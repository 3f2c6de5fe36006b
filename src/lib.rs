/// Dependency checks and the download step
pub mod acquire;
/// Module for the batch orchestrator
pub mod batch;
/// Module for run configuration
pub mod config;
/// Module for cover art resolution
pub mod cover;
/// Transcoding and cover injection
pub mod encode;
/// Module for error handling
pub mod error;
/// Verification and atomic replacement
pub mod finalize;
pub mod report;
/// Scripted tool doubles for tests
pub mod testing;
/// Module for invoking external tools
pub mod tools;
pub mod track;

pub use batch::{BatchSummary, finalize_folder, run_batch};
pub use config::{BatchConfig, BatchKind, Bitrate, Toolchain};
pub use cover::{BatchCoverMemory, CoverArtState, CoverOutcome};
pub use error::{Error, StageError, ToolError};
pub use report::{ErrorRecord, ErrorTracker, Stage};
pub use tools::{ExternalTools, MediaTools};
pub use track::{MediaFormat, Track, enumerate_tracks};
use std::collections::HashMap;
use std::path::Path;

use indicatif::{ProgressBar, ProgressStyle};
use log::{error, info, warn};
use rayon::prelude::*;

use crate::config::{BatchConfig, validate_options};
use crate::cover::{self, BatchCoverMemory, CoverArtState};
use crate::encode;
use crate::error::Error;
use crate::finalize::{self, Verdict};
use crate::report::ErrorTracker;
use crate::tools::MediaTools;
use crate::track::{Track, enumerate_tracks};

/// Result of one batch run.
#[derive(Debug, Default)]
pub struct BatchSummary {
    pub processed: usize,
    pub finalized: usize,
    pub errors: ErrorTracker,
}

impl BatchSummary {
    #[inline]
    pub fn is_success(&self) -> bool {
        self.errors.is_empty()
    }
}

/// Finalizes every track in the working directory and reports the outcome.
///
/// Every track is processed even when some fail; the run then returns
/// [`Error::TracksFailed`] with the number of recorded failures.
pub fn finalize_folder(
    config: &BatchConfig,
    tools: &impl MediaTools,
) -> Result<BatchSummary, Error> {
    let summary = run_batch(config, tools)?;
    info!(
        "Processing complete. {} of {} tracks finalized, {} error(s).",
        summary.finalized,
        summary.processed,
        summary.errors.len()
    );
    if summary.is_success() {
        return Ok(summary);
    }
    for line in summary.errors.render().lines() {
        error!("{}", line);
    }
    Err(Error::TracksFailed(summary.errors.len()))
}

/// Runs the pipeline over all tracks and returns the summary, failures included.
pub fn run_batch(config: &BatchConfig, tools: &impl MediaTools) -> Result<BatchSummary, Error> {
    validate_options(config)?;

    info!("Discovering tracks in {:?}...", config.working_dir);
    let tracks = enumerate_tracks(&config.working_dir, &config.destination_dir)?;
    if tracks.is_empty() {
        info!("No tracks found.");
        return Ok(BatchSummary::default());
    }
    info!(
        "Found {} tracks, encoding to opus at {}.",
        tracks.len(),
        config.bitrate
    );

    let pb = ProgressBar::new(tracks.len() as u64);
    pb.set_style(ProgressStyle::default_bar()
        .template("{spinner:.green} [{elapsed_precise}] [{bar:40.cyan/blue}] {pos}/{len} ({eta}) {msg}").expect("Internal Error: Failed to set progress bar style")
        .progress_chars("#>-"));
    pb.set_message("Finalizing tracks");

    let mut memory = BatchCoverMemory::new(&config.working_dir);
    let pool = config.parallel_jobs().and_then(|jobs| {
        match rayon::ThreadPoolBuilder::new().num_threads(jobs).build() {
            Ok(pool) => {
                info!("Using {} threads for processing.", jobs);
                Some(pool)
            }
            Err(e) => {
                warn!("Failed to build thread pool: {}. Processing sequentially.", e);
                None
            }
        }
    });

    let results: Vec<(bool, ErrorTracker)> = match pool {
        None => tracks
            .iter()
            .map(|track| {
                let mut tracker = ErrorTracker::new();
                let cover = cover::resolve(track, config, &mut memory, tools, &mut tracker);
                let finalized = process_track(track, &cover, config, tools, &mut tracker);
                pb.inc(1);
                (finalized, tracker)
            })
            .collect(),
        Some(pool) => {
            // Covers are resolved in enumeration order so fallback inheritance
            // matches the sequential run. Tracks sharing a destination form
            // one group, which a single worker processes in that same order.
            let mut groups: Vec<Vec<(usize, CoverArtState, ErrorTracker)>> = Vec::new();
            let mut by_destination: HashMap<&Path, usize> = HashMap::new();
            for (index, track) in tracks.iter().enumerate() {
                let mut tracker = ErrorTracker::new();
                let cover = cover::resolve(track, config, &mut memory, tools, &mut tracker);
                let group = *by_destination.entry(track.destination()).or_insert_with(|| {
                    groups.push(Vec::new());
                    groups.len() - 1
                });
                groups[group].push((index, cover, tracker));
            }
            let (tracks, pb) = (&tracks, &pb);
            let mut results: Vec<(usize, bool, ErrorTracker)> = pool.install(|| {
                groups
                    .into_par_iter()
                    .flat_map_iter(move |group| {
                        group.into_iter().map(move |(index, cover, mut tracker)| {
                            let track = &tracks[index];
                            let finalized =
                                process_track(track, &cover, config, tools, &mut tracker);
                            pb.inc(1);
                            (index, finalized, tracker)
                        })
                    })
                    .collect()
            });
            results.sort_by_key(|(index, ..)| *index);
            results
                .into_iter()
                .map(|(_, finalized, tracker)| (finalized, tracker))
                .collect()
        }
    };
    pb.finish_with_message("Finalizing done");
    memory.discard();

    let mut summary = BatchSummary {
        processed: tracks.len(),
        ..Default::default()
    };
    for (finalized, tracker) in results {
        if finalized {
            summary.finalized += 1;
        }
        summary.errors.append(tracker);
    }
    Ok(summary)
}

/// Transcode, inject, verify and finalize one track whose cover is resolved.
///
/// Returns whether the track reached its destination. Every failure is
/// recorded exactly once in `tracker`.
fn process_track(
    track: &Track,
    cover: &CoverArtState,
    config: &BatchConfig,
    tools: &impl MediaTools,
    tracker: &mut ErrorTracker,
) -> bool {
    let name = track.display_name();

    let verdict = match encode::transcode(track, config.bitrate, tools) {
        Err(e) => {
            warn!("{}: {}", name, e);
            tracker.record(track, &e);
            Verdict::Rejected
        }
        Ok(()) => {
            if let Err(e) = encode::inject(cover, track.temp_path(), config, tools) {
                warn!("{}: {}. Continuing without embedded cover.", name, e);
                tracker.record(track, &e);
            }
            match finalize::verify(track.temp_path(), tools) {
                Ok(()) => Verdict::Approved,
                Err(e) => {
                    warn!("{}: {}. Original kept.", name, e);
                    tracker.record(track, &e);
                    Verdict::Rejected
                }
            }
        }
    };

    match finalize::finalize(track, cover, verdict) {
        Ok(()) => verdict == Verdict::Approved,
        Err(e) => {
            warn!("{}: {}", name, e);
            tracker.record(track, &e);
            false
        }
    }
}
...
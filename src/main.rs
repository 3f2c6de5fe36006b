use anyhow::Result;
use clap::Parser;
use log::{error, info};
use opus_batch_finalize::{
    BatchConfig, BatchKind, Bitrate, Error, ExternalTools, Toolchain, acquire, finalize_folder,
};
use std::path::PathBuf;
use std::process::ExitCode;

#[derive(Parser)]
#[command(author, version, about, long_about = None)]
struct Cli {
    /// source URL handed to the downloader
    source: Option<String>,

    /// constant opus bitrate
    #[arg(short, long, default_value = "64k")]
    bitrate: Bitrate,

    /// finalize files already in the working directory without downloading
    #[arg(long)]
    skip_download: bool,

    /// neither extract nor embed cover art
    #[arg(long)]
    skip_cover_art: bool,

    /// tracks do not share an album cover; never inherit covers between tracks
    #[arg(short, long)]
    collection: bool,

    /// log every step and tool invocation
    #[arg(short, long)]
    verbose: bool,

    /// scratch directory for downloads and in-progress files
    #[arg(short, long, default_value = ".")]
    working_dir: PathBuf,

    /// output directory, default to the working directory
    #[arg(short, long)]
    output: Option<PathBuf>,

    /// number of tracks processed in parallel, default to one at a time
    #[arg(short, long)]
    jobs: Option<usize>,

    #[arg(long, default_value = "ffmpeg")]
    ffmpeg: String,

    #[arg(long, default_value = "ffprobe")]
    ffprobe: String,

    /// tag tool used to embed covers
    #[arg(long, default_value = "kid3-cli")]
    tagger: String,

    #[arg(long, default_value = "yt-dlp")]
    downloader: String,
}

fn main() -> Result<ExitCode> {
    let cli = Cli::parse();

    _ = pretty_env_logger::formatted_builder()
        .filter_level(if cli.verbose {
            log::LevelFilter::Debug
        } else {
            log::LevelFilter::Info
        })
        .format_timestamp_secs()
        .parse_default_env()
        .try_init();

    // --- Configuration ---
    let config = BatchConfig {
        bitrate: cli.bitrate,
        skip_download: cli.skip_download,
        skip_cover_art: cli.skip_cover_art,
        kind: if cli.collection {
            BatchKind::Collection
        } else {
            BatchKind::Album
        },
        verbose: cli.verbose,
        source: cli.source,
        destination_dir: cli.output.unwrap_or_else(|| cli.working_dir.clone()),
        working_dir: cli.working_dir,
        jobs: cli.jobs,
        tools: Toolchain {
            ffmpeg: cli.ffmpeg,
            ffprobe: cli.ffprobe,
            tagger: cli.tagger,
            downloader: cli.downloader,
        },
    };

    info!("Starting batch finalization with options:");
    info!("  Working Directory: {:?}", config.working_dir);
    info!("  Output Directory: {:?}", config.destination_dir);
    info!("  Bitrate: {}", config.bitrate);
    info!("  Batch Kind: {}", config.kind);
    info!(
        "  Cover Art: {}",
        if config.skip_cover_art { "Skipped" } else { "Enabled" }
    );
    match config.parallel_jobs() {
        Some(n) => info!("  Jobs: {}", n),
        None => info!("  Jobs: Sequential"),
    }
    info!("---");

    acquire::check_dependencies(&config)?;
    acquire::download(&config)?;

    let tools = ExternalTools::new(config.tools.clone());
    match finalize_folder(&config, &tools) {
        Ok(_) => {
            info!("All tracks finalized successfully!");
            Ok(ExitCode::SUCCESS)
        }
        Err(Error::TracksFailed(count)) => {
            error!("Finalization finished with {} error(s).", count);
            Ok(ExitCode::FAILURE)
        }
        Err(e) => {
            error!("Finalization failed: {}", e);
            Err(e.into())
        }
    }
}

▶ [ABOUT THIS TASK] Go through the records and show every line with the string "Debug" in it.

▶ [REPLY]
#[derive(Debug, Default)]
            log::LevelFilter::Debug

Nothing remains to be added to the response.